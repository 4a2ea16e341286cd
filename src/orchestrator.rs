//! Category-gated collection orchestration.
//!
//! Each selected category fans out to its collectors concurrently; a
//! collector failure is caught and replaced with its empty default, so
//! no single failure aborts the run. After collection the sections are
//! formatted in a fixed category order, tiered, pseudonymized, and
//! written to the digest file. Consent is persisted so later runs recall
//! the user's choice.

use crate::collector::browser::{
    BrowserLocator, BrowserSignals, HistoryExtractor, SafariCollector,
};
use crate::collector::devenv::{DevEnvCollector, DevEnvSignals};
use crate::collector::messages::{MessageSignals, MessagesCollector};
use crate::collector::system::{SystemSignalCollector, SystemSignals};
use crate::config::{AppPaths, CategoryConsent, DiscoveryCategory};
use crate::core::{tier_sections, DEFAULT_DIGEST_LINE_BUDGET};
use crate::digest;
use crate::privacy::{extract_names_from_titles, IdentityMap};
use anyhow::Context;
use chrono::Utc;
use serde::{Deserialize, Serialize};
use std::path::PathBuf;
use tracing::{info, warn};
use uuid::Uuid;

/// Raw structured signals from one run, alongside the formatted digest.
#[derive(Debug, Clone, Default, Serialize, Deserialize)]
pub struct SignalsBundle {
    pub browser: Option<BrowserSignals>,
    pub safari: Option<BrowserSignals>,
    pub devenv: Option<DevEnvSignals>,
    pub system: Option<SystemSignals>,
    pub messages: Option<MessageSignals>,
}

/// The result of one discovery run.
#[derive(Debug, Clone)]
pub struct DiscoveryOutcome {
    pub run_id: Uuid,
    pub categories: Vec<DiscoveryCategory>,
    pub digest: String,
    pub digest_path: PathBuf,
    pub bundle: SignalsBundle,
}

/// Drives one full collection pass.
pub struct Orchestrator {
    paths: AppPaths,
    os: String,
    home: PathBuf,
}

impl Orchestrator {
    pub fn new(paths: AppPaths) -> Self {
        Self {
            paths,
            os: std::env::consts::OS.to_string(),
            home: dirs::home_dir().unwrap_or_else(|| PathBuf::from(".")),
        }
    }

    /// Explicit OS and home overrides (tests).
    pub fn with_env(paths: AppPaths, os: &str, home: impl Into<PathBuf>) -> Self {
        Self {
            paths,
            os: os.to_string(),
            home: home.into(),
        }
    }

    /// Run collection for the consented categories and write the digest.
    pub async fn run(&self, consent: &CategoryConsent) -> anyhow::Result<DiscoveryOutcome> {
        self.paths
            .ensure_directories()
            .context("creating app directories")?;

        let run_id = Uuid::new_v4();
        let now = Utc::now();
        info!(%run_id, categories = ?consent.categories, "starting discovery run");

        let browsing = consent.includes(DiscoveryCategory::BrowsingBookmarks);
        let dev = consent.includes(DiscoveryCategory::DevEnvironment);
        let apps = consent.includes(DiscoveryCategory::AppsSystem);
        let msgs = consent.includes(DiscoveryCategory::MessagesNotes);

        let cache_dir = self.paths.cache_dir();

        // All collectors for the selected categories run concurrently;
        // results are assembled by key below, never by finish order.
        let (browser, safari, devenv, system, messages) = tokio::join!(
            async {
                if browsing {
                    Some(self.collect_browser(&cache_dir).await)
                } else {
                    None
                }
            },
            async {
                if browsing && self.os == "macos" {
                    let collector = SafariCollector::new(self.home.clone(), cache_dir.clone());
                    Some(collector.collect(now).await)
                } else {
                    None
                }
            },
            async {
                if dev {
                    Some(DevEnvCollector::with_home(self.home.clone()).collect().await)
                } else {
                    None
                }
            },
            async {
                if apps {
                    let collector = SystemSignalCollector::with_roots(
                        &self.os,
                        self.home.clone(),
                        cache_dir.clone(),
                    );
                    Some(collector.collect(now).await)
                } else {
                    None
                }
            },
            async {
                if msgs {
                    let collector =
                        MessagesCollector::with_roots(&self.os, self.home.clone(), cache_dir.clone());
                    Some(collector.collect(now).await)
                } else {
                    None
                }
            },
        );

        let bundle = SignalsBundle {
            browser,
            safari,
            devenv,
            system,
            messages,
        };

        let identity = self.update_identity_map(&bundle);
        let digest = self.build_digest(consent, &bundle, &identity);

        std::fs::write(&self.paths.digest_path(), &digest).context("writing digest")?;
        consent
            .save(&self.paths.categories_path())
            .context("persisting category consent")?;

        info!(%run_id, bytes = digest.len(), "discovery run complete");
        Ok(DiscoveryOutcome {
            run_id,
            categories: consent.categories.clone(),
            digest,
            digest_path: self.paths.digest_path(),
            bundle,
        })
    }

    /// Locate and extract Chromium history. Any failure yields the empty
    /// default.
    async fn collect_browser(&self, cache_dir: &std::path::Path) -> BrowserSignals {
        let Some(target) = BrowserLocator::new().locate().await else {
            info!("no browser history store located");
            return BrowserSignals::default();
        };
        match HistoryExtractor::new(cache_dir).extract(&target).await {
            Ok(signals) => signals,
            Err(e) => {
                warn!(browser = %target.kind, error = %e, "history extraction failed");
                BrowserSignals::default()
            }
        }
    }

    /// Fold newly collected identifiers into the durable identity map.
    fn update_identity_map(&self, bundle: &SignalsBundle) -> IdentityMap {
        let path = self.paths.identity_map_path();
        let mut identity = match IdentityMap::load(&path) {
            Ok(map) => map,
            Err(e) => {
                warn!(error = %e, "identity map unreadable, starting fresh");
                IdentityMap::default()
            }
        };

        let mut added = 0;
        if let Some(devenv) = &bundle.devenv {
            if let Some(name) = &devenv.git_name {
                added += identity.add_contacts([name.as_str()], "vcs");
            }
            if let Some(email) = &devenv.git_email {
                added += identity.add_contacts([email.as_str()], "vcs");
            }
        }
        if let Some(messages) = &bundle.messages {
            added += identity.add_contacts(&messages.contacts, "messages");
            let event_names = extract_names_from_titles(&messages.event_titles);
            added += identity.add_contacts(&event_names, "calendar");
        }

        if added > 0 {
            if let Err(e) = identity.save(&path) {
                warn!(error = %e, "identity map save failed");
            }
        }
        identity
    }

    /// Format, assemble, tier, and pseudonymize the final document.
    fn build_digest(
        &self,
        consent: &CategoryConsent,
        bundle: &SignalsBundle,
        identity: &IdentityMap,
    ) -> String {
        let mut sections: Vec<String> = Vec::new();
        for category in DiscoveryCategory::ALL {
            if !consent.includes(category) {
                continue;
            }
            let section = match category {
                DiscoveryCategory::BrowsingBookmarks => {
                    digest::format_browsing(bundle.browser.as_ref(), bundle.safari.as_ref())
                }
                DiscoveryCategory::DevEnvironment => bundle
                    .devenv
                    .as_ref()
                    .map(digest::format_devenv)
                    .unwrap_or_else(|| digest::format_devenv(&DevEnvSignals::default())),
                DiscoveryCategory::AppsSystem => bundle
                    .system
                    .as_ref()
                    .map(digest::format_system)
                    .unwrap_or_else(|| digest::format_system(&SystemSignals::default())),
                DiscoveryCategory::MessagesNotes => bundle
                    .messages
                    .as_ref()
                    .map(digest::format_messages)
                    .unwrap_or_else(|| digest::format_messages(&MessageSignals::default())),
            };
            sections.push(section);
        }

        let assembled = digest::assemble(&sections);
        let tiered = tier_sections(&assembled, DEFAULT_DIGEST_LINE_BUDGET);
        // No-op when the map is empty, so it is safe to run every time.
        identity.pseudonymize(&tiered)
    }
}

───

Your instructions:
Set down, exactly as written, each line of the data from its opening line through the one containing "home overrides (tests).". Output nothing more.

Finished task:
repository 4a2ea16e341286cd
filename src/orchestrator.rs
//! Category-gated collection orchestration.
//!
//! Each selected category fans out to its collectors concurrently; a
//! collector failure is caught and replaced with its empty default, so
//! no single failure aborts the run. After collection the sections are
//! formatted in a fixed category order, tiered, pseudonymized, and
//! written to the digest file. Consent is persisted so later runs recall
//! the user's choice.

use crate::collector::browser::{
    BrowserLocator, BrowserSignals, HistoryExtractor, SafariCollector,
};
use crate::collector::devenv::{DevEnvCollector, DevEnvSignals};
use crate::collector::messages::{MessageSignals, MessagesCollector};
use crate::collector::system::{SystemSignalCollector, SystemSignals};
use crate::config::{AppPaths, CategoryConsent, DiscoveryCategory};
use crate::core::{tier_sections, DEFAULT_DIGEST_LINE_BUDGET};
use crate::digest;
use crate::privacy::{extract_names_from_titles, IdentityMap};
use anyhow::Context;
use chrono::Utc;
use serde::{Deserialize, Serialize};
use std::path::PathBuf;
use tracing::{info, warn};
use uuid::Uuid;

/// Raw structured signals from one run, alongside the formatted digest.
#[derive(Debug, Clone, Default, Serialize, Deserialize)]
pub struct SignalsBundle {
    pub browser: Option<BrowserSignals>,
    pub safari: Option<BrowserSignals>,
    pub devenv: Option<DevEnvSignals>,
    pub system: Option<SystemSignals>,
    pub messages: Option<MessageSignals>,
}

/// The result of one discovery run.
#[derive(Debug, Clone)]
pub struct DiscoveryOutcome {
    pub run_id: Uuid,
    pub categories: Vec<DiscoveryCategory>,
    pub digest: String,
    pub digest_path: PathBuf,
    pub bundle: SignalsBundle,
}

/// Drives one full collection pass.
pub struct Orchestrator {
    paths: AppPaths,
    os: String,
    home: PathBuf,
}

impl Orchestrator {
    pub fn new(paths: AppPaths) -> Self {
        Self {
            paths,
            os: std::env::consts::OS.to_string(),
            home: dirs::home_dir().unwrap_or_else(|| PathBuf::from(".")),
        }
    }

    /// Explicit OS and home overrides (tests).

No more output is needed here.